There was perhaps no better time for me to have joined ISED; with the caretaker phase of the election, I got a sense of the government’s unambiguous awareness that its actions and legitimacy are deeply intertwined with the Governor-in-Council, and its accountability to Parliament and the Canadian people. But even during this time, with the sensitivity it brings, things need to get done. Without the overarching direction of Cabinet, the iterative nature of governance was on display in a way that might not have otherwise been obvious. That is to say, as much as the activities of a government department may be shaped by the Minister at its helm or the Government of the day, so too does the bureaucracy have a role, indeed a responsibility, to gather information and evidence, to inform, and to provide elected leaders with the tools they need to make decisions and evaluate whether and how past decisions are working.
To do their job properly, policy-makers must consult with a diverse range of stakeholders to ensure that all perspectives are canvassed.
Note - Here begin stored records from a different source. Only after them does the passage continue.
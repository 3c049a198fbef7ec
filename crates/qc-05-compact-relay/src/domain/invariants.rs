//! Structural invariants for relay messages.
//!
//! Pure checks with no side effects. A violation means the sender built
//! the message wrong, never that we lack data.

use shared_types::NULL_HASH;

use super::{BlockTxn, CompactBlock, GetBlockTxn};

/// Structural check failure.
#[derive(Debug, Clone, PartialEq, Eq)]
pub enum InvariantViolation {
    NullHeader,
    EmptyBlock,
    NullPrefilledTransaction { position: usize },
    /// Cumulative prefilled position does not fit 16 bits.
    PositionOverflow { position: i64 },
    /// Prefilled position skips past the short ids available so far.
    PositionOutOfRange { position: i64, limit: usize },
    EmptyIndexes,
    NullBlockHash,
    EmptyTransactions,
}

impl std::fmt::Display for InvariantViolation {
    fn fmt(&self, f: &mut std::fmt::Formatter<'_>) -> std::fmt::Result {
        match self {
            Self::NullHeader => write!(f, "null header"),
            Self::EmptyBlock => write!(f, "no short ids and no prefilled transactions"),
            Self::NullPrefilledTransaction { position } => {
                write!(f, "null prefilled transaction at position {}", position)
            }
            Self::PositionOverflow { position } => {
                write!(f, "prefilled position {} overflows 16 bits", position)
            }
            Self::PositionOutOfRange { position, limit } => {
                write!(f, "prefilled position {} exceeds limit {}", position, limit)
            }
            Self::EmptyIndexes => write!(f, "empty index list"),
            Self::NullBlockHash => write!(f, "null block hash"),
            Self::EmptyTransactions => write!(f, "empty transaction list"),
        }
    }
}

/// INVARIANT: a compact block references every block position exactly once.
///
/// The cumulative prefilled position must fit 16 bits and may never be
/// greater than `short_ids.len()` plus the prefilled entries seen before it.
pub fn validate_compact_block(compact: &CompactBlock) -> Result<(), InvariantViolation> {
    if compact.header.is_null() {
        return Err(InvariantViolation::NullHeader);
    }
    if compact.short_ids.is_empty() && compact.prefilled.is_empty() {
        return Err(InvariantViolation::EmptyBlock);
    }

    let mut last: i64 = -1;
    for (seen, prefilled) in compact.prefilled.iter().enumerate() {
        last += i64::from(prefilled.position_delta) + 1;
        if prefilled.tx.is_null() {
            return Err(InvariantViolation::NullPrefilledTransaction {
                position: last.max(0) as usize,
            });
        }
        if last > i64::from(u16::MAX) {
            return Err(InvariantViolation::PositionOverflow { position: last });
        }
        let limit = compact.short_ids.len() + seen;
        if last > limit as i64 {
            return Err(InvariantViolation::PositionOutOfRange {
                position: last,
                limit,
            });
        }
    }
    Ok(())
}

/// INVARIANT: a re-request names a block and at least one position.
pub fn validate_get_block_txn(request: &GetBlockTxn) -> Result<(), InvariantViolation> {
    if request.indexes.is_empty() {
        return Err(InvariantViolation::EmptyIndexes);
    }
    if request.block_hash == NULL_HASH {
        return Err(InvariantViolation::NullBlockHash);
    }
    Ok(())
}

/// INVARIANT: a re-request response names a block and carries transactions.
pub fn validate_block_txn(response: &BlockTxn) -> Result<(), InvariantViolation> {
    if response.transactions.is_empty() {
        return Err(InvariantViolation::EmptyTransactions);
    }
    if response.block_hash == NULL_HASH {
        return Err(InvariantViolation::NullBlockHash);
    }
    Ok(())
}

#[cfg(test)]
mod tests {
    use super::*;
    use crate::domain::{PrefilledTransaction, ShortId};
    use shared_types::{BlockHeader, Transaction};
    use std::sync::Arc;

    fn header() -> BlockHeader {
        BlockHeader {
            bits: 0x207F_FFFF,
            ..Default::default()
        }
    }

    fn prefilled(delta: u16) -> PrefilledTransaction {
        PrefilledTransaction {
            position_delta: delta,
            tx: Arc::new(Transaction::new_coinbase(b"t", 1, vec![0x51])),
        }
    }

    fn compact(short_ids: usize, deltas: &[u16]) -> CompactBlock {
        CompactBlock {
            header: header(),
            nonce: 1,
            short_ids: (0..short_ids as u64).map(ShortId::new).collect(),
            prefilled: deltas.iter().map(|d| prefilled(*d)).collect(),
        }
    }

    #[test]
    fn test_valid_compact_block() {
        assert!(validate_compact_block(&compact(4, &[0])).is_ok());
        // Prefilled entry appended after every short id
        assert!(validate_compact_block(&compact(4, &[0, 4])).is_ok());
        // Only prefilled
        assert!(validate_compact_block(&compact(0, &[0, 0, 0])).is_ok());
    }

    #[test]
    fn test_null_header_rejected() {
        let mut c = compact(1, &[0]);
        c.header = BlockHeader::default();
        assert_eq!(
            validate_compact_block(&c),
            Err(InvariantViolation::NullHeader)
        );
    }

    #[test]
    fn test_empty_rejected() {
        assert_eq!(
            validate_compact_block(&compact(0, &[])),
            Err(InvariantViolation::EmptyBlock)
        );
    }

    #[test]
    fn test_null_prefilled_rejected() {
        let mut c = compact(2, &[0]);
        c.prefilled[0].tx = Arc::new(Transaction::default());
        assert!(matches!(
            validate_compact_block(&c),
            Err(InvariantViolation::NullPrefilledTransaction { .. })
        ));
    }

    #[test]
    fn test_position_beyond_short_ids_rejected() {
        // Second prefilled lands at 6 but only 4 short ids + 1 prefilled exist
        assert_eq!(
            validate_compact_block(&compact(4, &[0, 5])),
            Err(InvariantViolation::PositionOutOfRange {
                position: 6,
                limit: 5
            })
        );
    }

    #[test]
    fn test_position_overflow_rejected() {
        let c = compact(1, &[u16::MAX, u16::MAX]);
        assert!(matches!(
            validate_compact_block(&c),
            Err(InvariantViolation::PositionOverflow { .. })
                | Err(InvariantViolation::PositionOutOfRange { .. })
        ));

        // Overflow is detected even with enough short ids
        let mut big = compact(0, &[u16::MAX, 0]);
        big.short_ids = vec![ShortId::new(1); 70_000];
        assert_eq!(
            validate_compact_block(&big),
            Err(InvariantViolation::PositionOverflow { position: 65_536 })
        );
    }

    #[test]
    fn test_rerequest_validation() {
        let ok = GetBlockTxn {
            block_hash: [1u8; 32],
            indexes: vec![1],
        };
        assert!(validate_get_block_txn(&ok).is_ok());
        assert_eq!(
            validate_get_block_txn(&GetBlockTxn {
                block_hash: [1u8; 32],
                indexes: vec![],
            }),
            Err(InvariantViolation::EmptyIndexes)
        );
        assert_eq!(
            validate_get_block_txn(&GetBlockTxn {
                block_hash: NULL_HASH,
                indexes: vec![0],
            }),
            Err(InvariantViolation::NullBlockHash)
        );
    }

    #[test]
    fn test_response_validation() {
        let tx = Arc::new(Transaction::new_coinbase(b"t", 1, vec![0x51]));
        assert!(validate_block_txn(&BlockTxn {
            block_hash: [1u8; 32],
            transactions: vec![tx.clone()],
        })
        .is_ok());
        assert_eq!(
            validate_block_txn(&BlockTxn {
                block_hash: [1u8; 32],
                transactions: vec![],
            }),
            Err(InvariantViolation::EmptyTransactions)
        );
        assert_eq!(
            validate_block_txn(&BlockTxn {
                block_hash: NULL_HASH,
                transactions: vec![tx],
            }),
            Err(InvariantViolation::NullBlockHash)
        );
    }
}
But, unlike the adversarial common law framework that has been so engrained in my head these past two years of law school, it is also important that points of view not expressed by stakeholders are considered – in my opinion, it is perfectly reasonable, if not essential, for the government to have its own perspective on a given issue (though it must be tempered by a vigilant ‘step-back’ to ensure that this view is in line with the public interest, both as defined by Canada’s elected leaders and as a more general concept).
Developing that kind of holistic perspective requires continual engagement – identifying stakeholders (including those who may not realize they are stakeholders), receiving their points-of-view, critically evaluating their ideas and concerns, including as against those of other stakeholders, and re-engaging with that newly-informed perspective to repeat the process. The end goal of this is, cognizant of elected leaders’ priorities, to build a consensus where possible, or at least narrow down the range of options and implications. Consensus-building doesn’t just extend beyond government, however. I’ve also very much internalized the importance of understanding that, much as private entities build partnerships and dialogues to achieve their shared interests, it is also invaluable for policy makers to develop those kinds of relationships within government.
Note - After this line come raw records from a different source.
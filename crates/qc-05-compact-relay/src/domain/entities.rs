//! # Core Domain Entities
//!
//! Data structures exchanged during compact block relay.
//!
//! ## Entities
//!
//! - [`ShortId`]: 48-bit keyed hash standing in for a full transaction id
//! - [`PrefilledTransaction`]: transaction carried in full (coinbase, unknown txs)
//! - [`CompactBlock`]: header + nonce + short ids + prefilled transactions
//! - [`GetBlockTxn`]: re-request for transactions at given block positions
//! - [`BlockTxn`]: response carrying those transactions in requested order
//! - [`PeerId`]: 32-byte peer identifier

use shared_types::{BlockHeader, Hash, TransactionRef};

/// Short transaction ID (48 bits) for compact block relay.
///
/// Collisions between different transactions are possible and expected
/// to be handled; a short id never proves identity.
#[derive(Clone, Copy, Debug, PartialEq, Eq, Hash, PartialOrd, Ord)]
pub struct ShortId(u64);

impl ShortId {
    /// Mask keeping the low 48 bits.
    pub const MASK: u64 = 0xFFFF_FFFF_FFFF;
    /// Bytes on the wire.
    pub const SIZE: usize = 6;

    /// Creates a short id, discarding bits above 48.
    pub const fn new(raw: u64) -> Self {
        Self(raw & Self::MASK)
    }

    pub const fn as_u64(self) -> u64 {
        self.0
    }

    /// Little-endian 6-byte encoding (4-byte low word, 2-byte high word).
    pub fn to_le_bytes(self) -> [u8; Self::SIZE] {
        let mut out = [0u8; Self::SIZE];
        out.copy_from_slice(&self.0.to_le_bytes()[..Self::SIZE]);
        out
    }

    pub fn from_le_bytes(bytes: [u8; Self::SIZE]) -> Self {
        let mut wide = [0u8; 8];
        wide[..Self::SIZE].copy_from_slice(&bytes);
        Self(u64::from_le_bytes(wide))
    }
}

/// Transaction included in full inside a compact block.
///
/// `position_delta` is differential: the absolute position is
/// `previous_position + position_delta + 1`, starting from `-1`.
#[derive(Clone, Debug, PartialEq, Eq)]
pub struct PrefilledTransaction {
    pub position_delta: u16,
    pub tx: TransactionRef,
}

/// Compact block announcement.
///
/// # Wire Format
///
/// ```text
/// [header: 80][nonce: 8][count][short_ids: 6*N][count][{delta, tx}...]
/// ```
#[derive(Clone, Debug, PartialEq, Eq)]
pub struct CompactBlock {
    pub header: BlockHeader,
    /// Salt for short id key derivation, chosen fresh per announcement.
    pub nonce: u64,
    pub short_ids: Vec<ShortId>,
    pub prefilled: Vec<PrefilledTransaction>,
}

impl CompactBlock {
    pub fn block_hash(&self) -> Hash {
        self.header.hash()
    }

    /// Number of transactions in the announced block.
    pub fn tx_count(&self) -> usize {
        self.short_ids.len() + self.prefilled.len()
    }

    /// Absolute block positions of the prefilled transactions.
    ///
    /// Only meaningful for a message that passed structural validation.
    pub fn prefilled_positions(&self) -> Vec<usize> {
        let mut last: i64 = -1;
        self.prefilled
            .iter()
            .map(|p| {
                last += i64::from(p.position_delta) + 1;
                last as usize
            })
            .collect()
    }
}

/// Re-request for transactions at zero-based block positions.
#[derive(Clone, Debug, PartialEq, Eq)]
pub struct GetBlockTxn {
    pub block_hash: Hash,
    /// Strictly increasing positions.
    pub indexes: Vec<u16>,
}

/// Response to a [`GetBlockTxn`], transactions in requested order.
#[derive(Clone, Debug, PartialEq, Eq)]
pub struct BlockTxn {
    pub block_hash: Hash,
    pub transactions: Vec<TransactionRef>,
}

/// Peer identifier for P2P network communication.
///
/// # Example
///
/// ```rust
/// use qc_05_compact_relay::PeerId;
///
/// let peer = PeerId::new([0xAB; 32]);
/// let peer_from_bytes = PeerId::from_bytes(&[0xAB; 32]).unwrap();
/// assert_eq!(peer, peer_from_bytes);
/// ```
#[derive(Clone, Copy, Debug, PartialEq, Eq, Hash, PartialOrd, Ord)]
pub struct PeerId(pub [u8; 32]);

impl PeerId {
    pub fn new(id: [u8; 32]) -> Self {
        Self(id)
    }

    /// Returns `None` if the slice is shorter than 32 bytes.
    pub fn from_bytes(bytes: &[u8]) -> Option<Self> {
        if bytes.len() >= 32 {
            let mut id = [0u8; 32];
            id.copy_from_slice(&bytes[..32]);
            Some(Self(id))
        } else {
            None
        }
    }
}

#[cfg(test)]
mod tests {
    use super::*;
    use shared_types::Transaction;
    use std::sync::Arc;

    #[test]
    fn test_short_id_masks_to_48_bits() {
        let id = ShortId::new(u64::MAX);
        assert_eq!(id.as_u64(), ShortId::MASK);
    }

    #[test]
    fn test_short_id_byte_layout() {
        let id = ShortId::new(0x0000_BBAA_4433_2211);
        assert_eq!(id.to_le_bytes(), [0x11, 0x22, 0x33, 0x44, 0xAA, 0xBB]);
        assert_eq!(ShortId::from_le_bytes(id.to_le_bytes()), id);
    }

    #[test]
    fn test_prefilled_positions_are_cumulative() {
        let tx = Arc::new(Transaction::default());
        let compact = CompactBlock {
            header: BlockHeader::default(),
            nonce: 0,
            short_ids: vec![ShortId::new(1); 4],
            prefilled: vec![
                PrefilledTransaction {
                    position_delta: 0,
                    tx: tx.clone(),
                },
                PrefilledTransaction {
                    position_delta: 2,
                    tx: tx.clone(),
                },
                PrefilledTransaction {
                    position_delta: 0,
                    tx,
                },
            ],
        };
        assert_eq!(compact.prefilled_positions(), vec![0, 3, 4]);
        assert_eq!(compact.tx_count(), 7);
    }

    #[test]
    fn test_peer_id_from_bytes() {
        let bytes = [0xABu8; 32];
        let peer = PeerId::from_bytes(&bytes);
        assert!(peer.is_some());
        assert_eq!(peer.unwrap().0, bytes);
        assert!(PeerId::from_bytes(&bytes[..31]).is_none());
    }
}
Looking toward my future, this process has given me a newfound appreciation for judges, who by the nature of their job have to rely on a limited set of viewpoints. It has also made me, personally, question the advancement of wide-reaching, complex, controversial policy through the courts. It is not a question of trust or competence – judges, from my (relatively) limited experience are certainly among the best and brightest individuals who could be chosen for the role. But that role comes neither with the mandate to consider all points of view nor the institutional supports to do so. I therefore come away from government (and law school) appreciating the judicial system as a pivotal institution to hold the government to account and prod it to action, but am more understanding of decisions that leave the ‘how’ to Parliament, the Executive, and the Administration – when it comes to the judicial branch of a healthy liberal democracy, justice is best served correctively, not prescriptively.
To close, thank you to ISED, MFPB, and my team at CTPD. It was an enriching experience, and I was genuinely sad to leave.
Peter Werhun is an IPilogue Editor and JD Candidate, enrolled in Professors D’Agostino and Vaver 2019/2020 IP & Technology Law Intensive Program at Osgoode Hall Law School. As part of the program requirements, students were asked to write a reflective blog on their internship experience.